The show, which goes on general sale on Wednesday 11th March at 10 a.m. PT, comes as West, who performs as Ye, prepares to release his new album Bully on 20th March.
The roster also includes Mariah Carey, Usher, and Snoop Dogg.
Fans who pre-register for the show by pre-saving the album on his website will be entered for a chance to receive free tickets.
The announcement marks a significant moment in what has been an extraordinarily turbulent few years for one of music's most commercially powerful and personally controversial figures.
West's last public performance was a listening experience for his album Vultures in Haikou, China, on 15th September 2024.
Since 2022, his concerts have become increasingly rare following a sustained and widely condemned stream of antisemitic remarks that cost him his partnership with Adidas, his relationship with booking agency CAA, which dropped him after he tweeted a call for "death con 3 on Jewish people", and subsequent representation.
By February 2025, his then-booking agency 33 and West had also parted ways after West ran a Super Bowl advertisement directing viewers to a website selling T-shirts bearing swastikas.
Reliability has also been a concern for promoters.
West cancelled the remainder of his Saint Pablo tour in 2016 following a mental health breakdown, and in 2022 pulled out of headlining sets at both Rolling Loud Miami and Coachella just weeks before those shows.

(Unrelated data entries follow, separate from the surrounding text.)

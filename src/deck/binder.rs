//! Field Binder: writes report values into located regions in place.
//!
//! Formatting lives in the template. Text is written into existing runs so run
//! properties survive, tables are filled without adding or removing rows, and
//! pictures are swapped for new ones at the same offset and extent.
use crate::config::TableConfig;
use crate::deck::locator::locate;
use crate::deck::locator::ImageRule;
use crate::deck::locator::TextRule;
use crate::deck::shape;
use crate::deck::Deck;
use crate::deck::DeckError;
use crate::deck::RegionMap;
use crate::deck::Role;
use crate::deck::Slide;
use crate::error::ReportError;
use crate::helpers::string::estimate_text_width;
use crate::helpers::string::format_thousands;
use crate::helpers::xml::XmlElement;
use crate::tabular::Table;
use crate::tabular::Value;

pub(crate) const EMU_PER_POINT: f64 = 12700.0;

/// Result of rewriting a composite chart label
#[derive(Clone, Copy, Debug, PartialEq, Eq)]
pub enum LabelOutcome {
    Replaced,
    /// The label's first paragraph has fewer runs than the 6-run layout
    Malformed { runs: usize },
}

/// Qualified name for `local` using the namespace prefix of `sibling`
fn qualified(sibling: &str, local: &str) -> String {
    match sibling.split_once(':') {
        Some((prefix, _)) => format!("{prefix}:{local}"),
        None => local.to_owned(),
    }
}

fn set_run_text(run: &mut XmlElement, text: &str) {
    match run.child_mut("t") {
        Some(element) => element.set_text(text),
        None => {
            let name = qualified(&run.name, "t");
            run.push(XmlElement::new(&name).with_text(text));
        }
    }
}

fn set_font_size(run: &mut XmlElement, size: f64) {
    let name = qualified(&run.name, "rPr");
    let properties = run.ensure_child(&name, 0);
    properties.set_attribute("sz", &((size * 100.0).round() as i64).to_string());
}

/// Sets 100% line spacing and zero space before/after, in schema order at the head of `a:pPr`
pub(crate) fn normalize_spacing(paragraph: &mut XmlElement) {
    let name = qualified(&paragraph.name, "pPr");
    let element = |local: &str| XmlElement::new(&qualified(&name, local));
    let properties = paragraph.ensure_child(&name, 0);
    properties.remove_elements(|child| matches!(child.local_name(), "lnSpc" | "spcBef" | "spcAft"));
    properties.insert_element(0, element("lnSpc").with_child(element("spcPct").with_attribute("val", "100000")));
    properties.insert_element(1, element("spcBef").with_child(element("spcPts").with_attribute("val", "0")));
    properties.insert_element(2, element("spcAft").with_child(element("spcPts").with_attribute("val", "0")));
}

/// Writes `text` into the first run of the first paragraph that has runs and blanks
/// the other runs of that paragraph. Returns false when no paragraph has a run.
fn write_first_run(body: &mut XmlElement, text: &str, font_size: Option<f64>) -> bool {
    for paragraph in body.children_named_mut("p") {
        let mut written = false;
        for run in paragraph.children_named_mut("r") {
            if written {
                set_run_text(run, "");
            } else {
                set_run_text(run, text);
                if let Some(size) = font_size {
                    set_font_size(run, size);
                }
                written = true;
            }
        }
        if written {
            normalize_spacing(paragraph);
            return true;
        }
    }
    false
}

/// Appends a run to the first paragraph, formatted like the paragraph's end-run properties
fn append_run(body: &mut XmlElement, text: &str, font_size: Option<f64>) {
    let paragraph = body.ensure_child("a:p", usize::MAX);
    let mut run = XmlElement::new(&qualified(&paragraph.name, "r"));
    if let Some(end) = paragraph.child("endParaRPr") {
        let mut properties = end.clone();
        properties.name = qualified(&paragraph.name, "rPr");
        run.push(properties);
    }
    run.push(XmlElement::new(&qualified(&paragraph.name, "t")).with_text(text));
    if let Some(size) = font_size {
        set_font_size(&mut run, size);
    }
    let position = paragraph
        .elements()
        .position(|element| element.is("endParaRPr"))
        .unwrap_or_else(|| paragraph.elements().count());
    paragraph.insert_element(position, run);
    normalize_spacing(paragraph);
}

/// Replaces the text of a shape while keeping its run formatting.
/// Returns false when the shape has no text body.
pub(crate) fn replace_shape_text(shape: &mut XmlElement, text: &str) -> bool {
    let body = match shape.child_mut("txBody") {
        Some(body) => body,
        None => return false,
    };
    if !write_first_run(body, text, None) && !text.is_empty() {
        append_run(body, text, None);
    }
    true
}

/// Rewrites runs 2, 3 and 5 of a 6-run chart label:
/// `prefix`, `（`, `year`, `/month`, `middle`, `：value unit）`
pub(crate) fn replace_label_runs(shape: &mut XmlElement, year: &str, month: &str, value: &str, unit: &str) -> LabelOutcome {
    let paragraph = match shape.child_mut("txBody").and_then(|body| body.child_mut("p")) {
        Some(paragraph) => paragraph,
        None => return LabelOutcome::Malformed { runs: 0 },
    };
    let mut runs: Vec<&mut XmlElement> = paragraph.children_named_mut("r").collect();
    if runs.len() < 6 {
        return LabelOutcome::Malformed { runs: runs.len() };
    }
    set_run_text(&mut *runs[2], year);
    set_run_text(&mut *runs[3], &format!("/{month}"));
    set_run_text(&mut *runs[5], &format!("：{value}{unit}）"));
    normalize_spacing(paragraph);
    LabelOutcome::Replaced
}

/// Writes one table cell, keeping the formatting of its first run
pub(crate) fn set_cell_text(cell: &mut XmlElement, text: &str, font_size: Option<f64>) {
    if cell.child("txBody").is_none() {
        if text.is_empty() {
            return;
        }
        let element = |local: &str| XmlElement::new(&qualified(&cell.name, local));
        let body = element("txBody")
            .with_child(element("bodyPr"))
            .with_child(element("lstStyle"))
            .with_child(element("p"));
        cell.insert_element(0, body);
    }
    if let Some(body) = cell.child_mut("txBody") {
        if !write_first_run(body, text, font_size) && !text.is_empty() {
            append_run(body, text, font_size);
        }
    }
}

/// Font size (pt) that fits `text` on one line of a cell, searched in 0.5pt steps.
///
/// # Arguments
/// * `text` - Cell text, measured with full-width = 1.0 em and half-width = 0.5 em
/// * `column_width` - Grid column width in EMU
/// * `base_size` - Template font size; `None` is returned when it already fits
/// * `min_size` - Floor returned when no size fits
/// * `cell_margin` - Left and right cell margin in EMU
pub fn font_size_for_cell(text: &str, column_width: i64, base_size: f64, min_size: f64, cell_margin: i64) -> Option<f64> {
    let available = (column_width - cell_margin * 2) as f64;
    let width = estimate_text_width(text);
    if width == 0.0 {
        return None;
    }
    let fits = |size: f64| width * size * EMU_PER_POINT <= available;
    if fits(base_size) {
        return None;
    }
    let mut size = base_size - 0.5;
    while size >= min_size {
        if fits(size) {
            return Some(size);
        }
        size -= 0.5;
    }
    Some(min_size)
}

/// Display text of a table value: numbers outside the first column get thousands
/// separators, non-empty text gets the column's unit
fn cell_value_text(value: Option<&Value>, column_index: usize, unit: &str) -> String {
    let text = match value {
        Some(Value::Number(number)) if column_index > 0 => format_thousands(number.trunc() as i64),
        Some(value) => value.to_string(),
        None => String::new(),
    };
    if text.is_empty() {
        text
    } else {
        format!("{text}{unit}")
    }
}

/// Fills the data rows of a table graphic frame. Rows past the data are blanked,
/// data past `max_rows` or the template's rows is dropped, geometry is untouched.
pub(crate) fn fill_table_frame(frame: &mut XmlElement, data: &Table, layout: &TableConfig) -> bool {
    let table = match frame.find_mut("tbl") {
        Some(table) => table,
        None => return false,
    };
    let first_width = table
        .child("tblGrid")
        .and_then(|grid| grid.child("gridCol"))
        .and_then(|column| column.parse_attribute::<i64>("w"))
        .unwrap_or(0);
    let mut rows: Vec<&mut XmlElement> = table.children_named_mut("tr").collect();
    let budget = layout.max_rows.min(rows.len().saturating_sub(1));
    for (index, row) in rows.iter_mut().skip(1).take(budget).enumerate() {
        for (column_index, cell) in row.children_named_mut("tc").enumerate() {
            let text = match layout.columns.get(column_index) {
                Some(column) if index < data.len() => {
                    cell_value_text(data.get(index, &column.name), column_index, &column.unit)
                }
                _ => String::new(),
            };
            let font_size = if column_index == 0 && !text.is_empty() {
                font_size_for_cell(&text, first_width, layout.base_font_size, layout.min_font_size, layout.cell_margin)
            } else {
                None
            };
            set_cell_text(cell, &text, font_size);
        }
    }
    if data.len() > budget {
        log::info!("Table holds {} rows, dropping {} rows", budget, data.len() - budget);
    }
    true
}

/// Binds report values into the regions of one slide of a deck
pub struct Binder<'a> {
    deck: &'a mut Deck,
    slide: Slide,
    regions: RegionMap,
}

impl<'a> Binder<'a> {
    /// Opens the first slide of `deck` and locates its regions
    pub fn new(deck: &'a mut Deck, text_rules: &[TextRule], image_rules: &[ImageRule]) -> Result<Binder<'a>, ReportError> {
        let slide = deck.slide(0)?;
        let regions = locate(&slide, text_rules, image_rules)?;
        Ok(Binder { deck, slide, regions })
    }

    pub fn regions(&self) -> &RegionMap {
        &self.regions
    }

    fn region(&self, role: Role) -> Result<u32, ReportError> {
        self.regions
            .get(role)
            .ok_or_else(|| DeckError::MissingRegion(role).into())
    }

    fn region_shape(&mut self, role: Role) -> Result<&mut XmlElement, ReportError> {
        let id = self.region(role)?;
        self.slide.shape_mut(id)
    }

    /// Replaces the text of a region, keeping the first run's formatting
    pub fn replace_text(&mut self, role: Role, text: &str) -> Result<(), ReportError> {
        if !replace_shape_text(self.region_shape(role)?, text) {
            log::warn!("Region '{}' has no text body", role);
        }
        Ok(())
    }

    /// Rewrites the period and value runs of a composite chart label
    pub fn replace_chart_label(&mut self, role: Role, year: &str, month: &str, value: &str, unit: &str) -> Result<LabelOutcome, ReportError> {
        let outcome = replace_label_runs(self.region_shape(role)?, year, month, value, unit);
        if let LabelOutcome::Malformed { runs } = outcome {
            log::warn!("Chart label '{}' has {} runs instead of 6, left unchanged", role, runs);
        }
        Ok(outcome)
    }

    /// Fills the table region with the rows of `data`
    pub fn fill_table(&mut self, role: Role, data: &Table, layout: &TableConfig) -> Result<(), ReportError> {
        if !fill_table_frame(self.region_shape(role)?, data, layout) {
            Err(DeckError::NotATable(role))?;
        }
        Ok(())
    }

    /// Swaps the picture of a region for a new image at the same offset and extent
    pub fn replace_picture(&mut self, role: Role, bytes: Vec<u8>, extension: &str) -> Result<(), ReportError> {
        let id = self.region(role)?;
        let index = self.slide.shape_index(id)?;
        let geometry = shape::geometry(self.slide.shape(id)?).unwrap_or_default();
        self.slide.remove_shape(id)?;
        let new_id = self.deck.insert_picture(&mut self.slide, index, geometry, bytes, extension)?;
        log::debug!("Replaced picture {} of '{}' with picture {}", id, role, new_id);
        Ok(())
    }

    /// Removes the shape of a region; a region that was never found is left alone
    pub fn remove_shape(&mut self, role: Role) -> Result<bool, ReportError> {
        match self.regions.get(role) {
            Some(id) => self.slide.remove_shape(id),
            None => Ok(false),
        }
    }

    /// Writes the edited slide back into the deck
    pub fn finish(self) -> Result<(), ReportError> {
        self.deck.store_slide(&self.slide)
    }
}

Earlier this year, West took out a full-page advertisement in the Wall Street Journal addressing those he had hurt.
"In early 2025, I fell into a four-month long manic episode of psychotic, paranoid and impulsive behavior that destroyed my life," he wrote.
He described his antisemitic behaviour as driven by untreated mental illness and brain trauma, adding: "I am not a Nazi or an antisemite. I love Jewish people."
He also apologised to the Black community.
"I regret and am deeply mortified by my actions in that state, and am committed to accountability, treatment and meaningful change," the ad read.
Despite everything, West has remained one of the most-streamed artists in the world, finishing tenth on Spotify's year-end 2025 list of top artists in the United States, with nearly 70 million monthly listeners on the platform.
The deal for Bully was reportedly struck in the mid-to-low seven figures.
As one of the most prominent venues gets booked for the rapper, the question of whether the industry's appetite for his comeback outweighs its memory of his controversies, appears to be answering itself.